(RECORDS FOR THE EXERCISE)

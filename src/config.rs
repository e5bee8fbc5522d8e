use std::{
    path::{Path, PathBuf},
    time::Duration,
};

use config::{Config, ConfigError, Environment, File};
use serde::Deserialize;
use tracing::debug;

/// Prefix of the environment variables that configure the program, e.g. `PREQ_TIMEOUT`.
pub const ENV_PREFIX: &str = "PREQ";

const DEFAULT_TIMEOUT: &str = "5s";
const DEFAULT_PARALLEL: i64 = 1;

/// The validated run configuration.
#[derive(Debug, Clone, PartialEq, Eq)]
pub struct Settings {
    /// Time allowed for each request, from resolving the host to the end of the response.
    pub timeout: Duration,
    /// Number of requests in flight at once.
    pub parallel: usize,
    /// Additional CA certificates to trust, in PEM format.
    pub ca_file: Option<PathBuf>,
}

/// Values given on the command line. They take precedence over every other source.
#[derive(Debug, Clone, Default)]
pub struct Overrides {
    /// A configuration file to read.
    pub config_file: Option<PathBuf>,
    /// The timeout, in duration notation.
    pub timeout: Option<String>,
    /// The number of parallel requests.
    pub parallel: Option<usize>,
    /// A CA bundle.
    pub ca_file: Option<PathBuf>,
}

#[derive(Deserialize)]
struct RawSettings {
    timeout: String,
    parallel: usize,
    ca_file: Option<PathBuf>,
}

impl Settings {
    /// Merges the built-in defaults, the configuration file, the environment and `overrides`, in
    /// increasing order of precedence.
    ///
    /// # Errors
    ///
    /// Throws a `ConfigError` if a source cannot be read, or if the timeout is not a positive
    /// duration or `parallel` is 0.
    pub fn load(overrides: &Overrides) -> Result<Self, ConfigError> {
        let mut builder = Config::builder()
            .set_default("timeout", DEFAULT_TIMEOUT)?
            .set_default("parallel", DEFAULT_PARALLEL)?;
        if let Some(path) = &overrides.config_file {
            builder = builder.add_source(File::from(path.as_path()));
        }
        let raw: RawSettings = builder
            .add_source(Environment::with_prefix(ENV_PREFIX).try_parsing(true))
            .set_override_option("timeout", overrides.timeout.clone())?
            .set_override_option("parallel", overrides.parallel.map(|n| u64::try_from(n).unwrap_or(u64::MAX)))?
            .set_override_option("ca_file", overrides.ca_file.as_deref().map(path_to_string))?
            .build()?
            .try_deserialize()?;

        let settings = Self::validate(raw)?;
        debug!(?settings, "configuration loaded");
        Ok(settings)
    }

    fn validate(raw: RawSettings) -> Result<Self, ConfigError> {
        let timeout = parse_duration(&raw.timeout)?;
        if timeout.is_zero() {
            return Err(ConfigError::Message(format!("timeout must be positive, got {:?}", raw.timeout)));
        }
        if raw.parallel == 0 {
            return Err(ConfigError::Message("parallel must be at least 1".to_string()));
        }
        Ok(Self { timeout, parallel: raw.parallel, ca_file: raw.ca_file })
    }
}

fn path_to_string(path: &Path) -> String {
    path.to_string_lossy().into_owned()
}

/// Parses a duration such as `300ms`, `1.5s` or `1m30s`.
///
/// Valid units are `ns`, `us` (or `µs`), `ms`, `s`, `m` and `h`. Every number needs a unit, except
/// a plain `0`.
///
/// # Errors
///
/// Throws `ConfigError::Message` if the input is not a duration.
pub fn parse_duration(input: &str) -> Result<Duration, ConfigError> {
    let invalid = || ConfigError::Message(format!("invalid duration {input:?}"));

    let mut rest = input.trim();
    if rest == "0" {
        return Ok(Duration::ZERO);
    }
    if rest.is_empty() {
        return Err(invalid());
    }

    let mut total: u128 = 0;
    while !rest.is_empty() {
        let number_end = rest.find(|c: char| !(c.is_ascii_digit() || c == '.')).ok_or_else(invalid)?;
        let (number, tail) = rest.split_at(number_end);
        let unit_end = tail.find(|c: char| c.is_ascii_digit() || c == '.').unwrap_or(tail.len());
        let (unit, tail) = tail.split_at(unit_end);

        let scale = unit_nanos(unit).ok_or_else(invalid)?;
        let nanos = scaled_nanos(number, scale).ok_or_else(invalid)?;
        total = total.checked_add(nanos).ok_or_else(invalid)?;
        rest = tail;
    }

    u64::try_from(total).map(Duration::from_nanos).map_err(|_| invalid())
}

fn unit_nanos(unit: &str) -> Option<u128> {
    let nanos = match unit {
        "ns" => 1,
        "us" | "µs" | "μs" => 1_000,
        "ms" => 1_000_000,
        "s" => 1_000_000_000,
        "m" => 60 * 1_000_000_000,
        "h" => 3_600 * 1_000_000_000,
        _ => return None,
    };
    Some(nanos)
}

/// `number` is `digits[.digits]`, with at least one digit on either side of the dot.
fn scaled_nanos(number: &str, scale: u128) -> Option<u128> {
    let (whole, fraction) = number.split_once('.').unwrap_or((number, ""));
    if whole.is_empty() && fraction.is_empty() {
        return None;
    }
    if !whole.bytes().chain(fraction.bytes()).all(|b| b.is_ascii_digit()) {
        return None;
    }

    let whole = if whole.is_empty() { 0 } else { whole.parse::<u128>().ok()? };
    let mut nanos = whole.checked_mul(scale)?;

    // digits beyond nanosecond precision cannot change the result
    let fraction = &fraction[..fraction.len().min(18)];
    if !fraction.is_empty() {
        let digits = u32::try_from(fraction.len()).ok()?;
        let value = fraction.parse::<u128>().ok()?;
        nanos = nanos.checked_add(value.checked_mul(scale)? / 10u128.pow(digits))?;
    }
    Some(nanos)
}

(End RECORDS FOR THE EXERCISE)

▶ **TRY IT**
Looking at the records above, which lines contain "PathBuf"? Copy those lines.

▶ **FINISHED EXERCISE**
    path::{Path, PathBuf},
    pub ca_file: Option<PathBuf>,
    pub config_file: Option<PathBuf>,
    pub ca_file: Option<PathBuf>,
    ca_file: Option<PathBuf>,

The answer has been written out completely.